On Wednesday, 1 June 2016 at 16:45:04 UTC, Joakim wrote:
On Wednesday, 1 June 2016 at 15:02:33 UTC, Wyatt wrote:
It's not hard. I think a lot of us remember when a 14.4 modem
was cutting-edge.
Well, then apparently you're unaware of how bloated web pages
are nowadays. It used to take me minutes to download popular
web pages _back then_ at _top speed_, and those pages were a
_lot_ smaller.
It's telling that you think the encoding of the text is anything
but the tiniest fraction of the problem. You should look at
where the actual weight of a "modern" web page comes from.
Codepages and incompatible encodings were terrible then, too.
Never again.
This only shows you probably don't know the difference between
an encoding and a code page,
"I suggested a single-byte encoding for most languages, with
double-byte for the ones which wouldn't fit in a byte. Use some
kind of header or other metadata to combine strings of different
languages, _rather than encoding the language into every
character!_"
Yeah, that? That's codepages. And your exact proposal to put
encodings in the header was ALSO tried around the time that
Unicode was getting hashed out. It sucked. A lot. (Not as bad
as storing it in the directory metadata, though.)
Well, when you _like_ a ludicrous encoding like UTF-8, not
sure your opinion matters.
It _is_ kind of ludicrous, isn't it? But it really is the
least-bad option for the most text. Sorry, bub.

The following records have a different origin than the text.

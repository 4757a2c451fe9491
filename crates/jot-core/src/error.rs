//! Error types for jot-core

use thiserror::Error;

/// Result type alias using jot-core's Error
pub type Result<T> = std::result::Result<T, Error>;

/// Errors that can occur in jot-core operations
#[derive(Error, Debug)]
pub enum Error {
    /// The database file cannot be opened or created, or the handle is not ready
    #[error("Storage unavailable: {0}")]
    StorageUnavailable(String),

    /// An insert or delete failed at the storage layer
    #[error("Write failed: {0}")]
    WriteFailed(String),

    /// A query failed at the storage layer
    #[error("Read failed: {0}")]
    ReadFailed(String),

    /// `SQLite` error outside of a single note operation (bootstrap, migrations)
    #[error("SQLite error: {0}")]
    Sqlite(#[from] rusqlite::Error),

    /// A stored timestamp could not be parsed
    #[error("Invalid timestamp: {0}")]
    InvalidTimestamp(String),
}

impl Error {
    pub(crate) fn write(error: impl std::fmt::Display) -> Self {
        Self::WriteFailed(error.to_string())
    }

    pub(crate) fn read(error: impl std::fmt::Display) -> Self {
        Self::ReadFailed(error.to_string())
    }

    pub(crate) fn unavailable(error: impl std::fmt::Display) -> Self {
        Self::StorageUnavailable(error.to_string())
    }
}
use std::path::Path;

use jot_core::export::render_notes_export;
use jot_core::NoteStore;

use crate::cli::ExportFormat;
use crate::error::CliError;

pub async fn run_export(
    format: ExportFormat,
    output_path: Option<&Path>,
    store: &NoteStore,
) -> Result<(), CliError> {
    let notes = store.list_all().await?;
    let rendered = render_notes_export(&notes, format.into())?;

    if let Some(path) = output_path {
        std::fs::write(path, rendered)?;
        println!("{}", path.display());
    } else {
        println!("{rendered}");
    }

    Ok(())
}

I think we can do a lot better.
Maybe. But no one's done it yet.
The vast majority of software is written for _one_ language,
the local one. You may think otherwise because the software
that sells the most and makes the most money is
internationalized software like Windows or iOS, because it can
be resold into many markets. But as a percentage of lines of
code written, such international code is almost nothing.

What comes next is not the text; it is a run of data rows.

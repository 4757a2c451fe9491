use std::io;

use thiserror::Error;

#[derive(Debug, Error)]
pub enum CliError {
    #[error(transparent)]
    Core(#[from] jot_core::Error),
    #[error(transparent)]
    Io(#[from] io::Error),
    #[error(transparent)]
    Serialization(#[from] serde_json::Error),
    #[error("No note content provided")]
    EmptyContent,
    #[error("Note ID cannot be empty")]
    EmptyNoteId,
    #[error("Invalid note ID: {0}")]
    InvalidNoteId(String),
}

I'm surprised you think this even matters after talking about web
pages. The browser is your most common string processing
situation. Nothing else even comes close.

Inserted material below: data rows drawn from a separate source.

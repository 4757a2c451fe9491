//! Note model
//!
//! A note exists in two states. [`NewNote`] is the unsaved form built from
//! user input; [`Note`] is what the store hands back once a row exists and
//! carries the store-assigned [`NoteId`]. Only `NewNote::persisted` moves a
//! value from one to the other.

use chrono::{DateTime, Datelike, SecondsFormat, SubsecRound, Utc};
use serde::{Deserialize, Serialize};
use std::fmt;
use std::num::ParseIntError;
use std::str::FromStr;

use crate::error::{Error, Result};

/// Store-assigned identifier for a persisted note.
///
/// Ids come from an `AUTOINCREMENT` key: strictly increasing, never reused.
#[derive(Debug, Clone, Copy, PartialEq, Eq, PartialOrd, Ord, Hash, Serialize, Deserialize)]
#[serde(transparent)]
pub struct NoteId(i64);

impl NoteId {
    /// Wrap a raw row id
    #[must_use]
    pub const fn new(raw: i64) -> Self {
        Self(raw)
    }

    /// Raw integer value, as stored in the `id` column
    #[must_use]
    pub const fn as_i64(self) -> i64 {
        self.0
    }
}

impl fmt::Display for NoteId {
    fn fmt(&self, f: &mut fmt::Formatter<'_>) -> fmt::Result {
        write!(f, "{}", self.0)
    }
}

impl FromStr for NoteId {
    type Err = ParseIntError;

    fn from_str(s: &str) -> std::result::Result<Self, Self::Err> {
        Ok(Self(s.trim().parse()?))
    }
}

/// A note that has not been written to the store yet
#[derive(Debug, Clone, PartialEq, Eq)]
pub struct NewNote {
    /// Plain text content
    pub content: String,
    /// Creation timestamp, truncated to microseconds
    pub created_time: DateTime<Utc>,
}

impl NewNote {
    /// Create an unsaved note stamped with the current time
    #[must_use]
    pub fn new(content: impl Into<String>) -> Self {
        Self::with_created_time(content, Utc::now())
    }

    /// Create an unsaved note with an explicit creation time
    #[must_use]
    pub fn with_created_time(content: impl Into<String>, created_time: DateTime<Utc>) -> Self {
        Self {
            content: content.into(),
            created_time: created_time.trunc_subsecs(6),
        }
    }

    /// Attach the store-assigned id, producing the saved form
    #[must_use]
    pub fn persisted(self, id: NoteId) -> Note {
        Note {
            id,
            content: self.content,
            created_time: self.created_time,
        }
    }
}

/// A note that exists in the store
#[derive(Debug, Clone, PartialEq, Eq, Serialize, Deserialize)]
#[serde(rename_all = "camelCase")]
pub struct Note {
    /// Store-assigned identifier
    pub id: NoteId,
    /// Plain text content
    pub content: String,
    /// Creation timestamp
    pub created_time: DateTime<Utc>,
}

impl Note {
    /// Get first line as title preview, truncated to `max_len` characters
    #[must_use]
    pub fn title_preview(&self, max_len: usize) -> String {
        self.content
            .lines()
            .next()
            .unwrap_or("")
            .chars()
            .take(max_len)
            .collect()
    }

    /// Check if note content is empty (whitespace-only counts as empty)
    #[must_use]
    pub fn is_empty(&self) -> bool {
        self.content.trim().is_empty()
    }
}

/// Serialize a timestamp for the `createdTime` column.
///
/// Always UTC, fixed microsecond precision, `Z` suffix, so that lexical
/// ordering of the stored text matches chronological ordering.
#[must_use]
pub fn format_timestamp(time: &DateTime<Utc>) -> String {
    time.to_rfc3339_opts(SecondsFormat::Micros, true)
}

/// Serialize a timestamp for storage, rejecting years outside `0000..=9999`.
///
/// RFC 3339 has no representation for those years, so they could be written
/// but never parsed back.
pub fn storable_timestamp(time: &DateTime<Utc>) -> Result<String> {
    if !(0..=9999).contains(&time.year()) {
        return Err(Error::InvalidTimestamp(format!(
            "year {} is outside 0000..=9999",
            time.year()
        )));
    }
    Ok(format_timestamp(time))
}

/// Parse a `createdTime` column value back into a timestamp
pub fn parse_timestamp(value: &str) -> Result<DateTime<Utc>> {
    DateTime::parse_from_rfc3339(value)
        .map(|time| time.with_timezone(&Utc))
        .map_err(|error| Error::InvalidTimestamp(format!("{value:?}: {error}")))
}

largely ignoring the possibilities of the header scheme I
suggested.
"Possibilities" that were considered and discarded decades ago by
people with way better credentials. The era of single-byte
encodings is gone, it won't come back, and good riddance to bad
rubbish.
I could call that "trolling" by all of you, :) but I'll instead
call it what it likely is, reactionary thinking, and move on.
It's not trolling to call you out for clearly not doing your
homework.
I don't think you understand: _you_ are the special case.
Oh, I understand perfectly. _We_ (whoever "we" are) can handle
any sequence of glyphs and combining characters (correctly-formed
or not) in any language at any time, so we're the special case...?
Yeah, it sounds funny to me, too.
The 5 billion people outside the US and EU are _not the special
case_.
Fortunately, it works for them to.
The problem is all the rest, and those just below who cannot
afford it at all, in part because the tech is not as efficient
as it could be yet. Ditching UTF-8 will be one way to make it
more efficient.
All right, now you've found the special case; the case where the
generic, unambiguous encoding may need to be lowered to something
else: people for whom that encoding is suboptimal because of
_current_ network constraints.
I fully acknowledge it's a couple billion people and that's
nothing to sneeze at, but I also see that it's a situation that
will become less relevant over time.
-Wyatt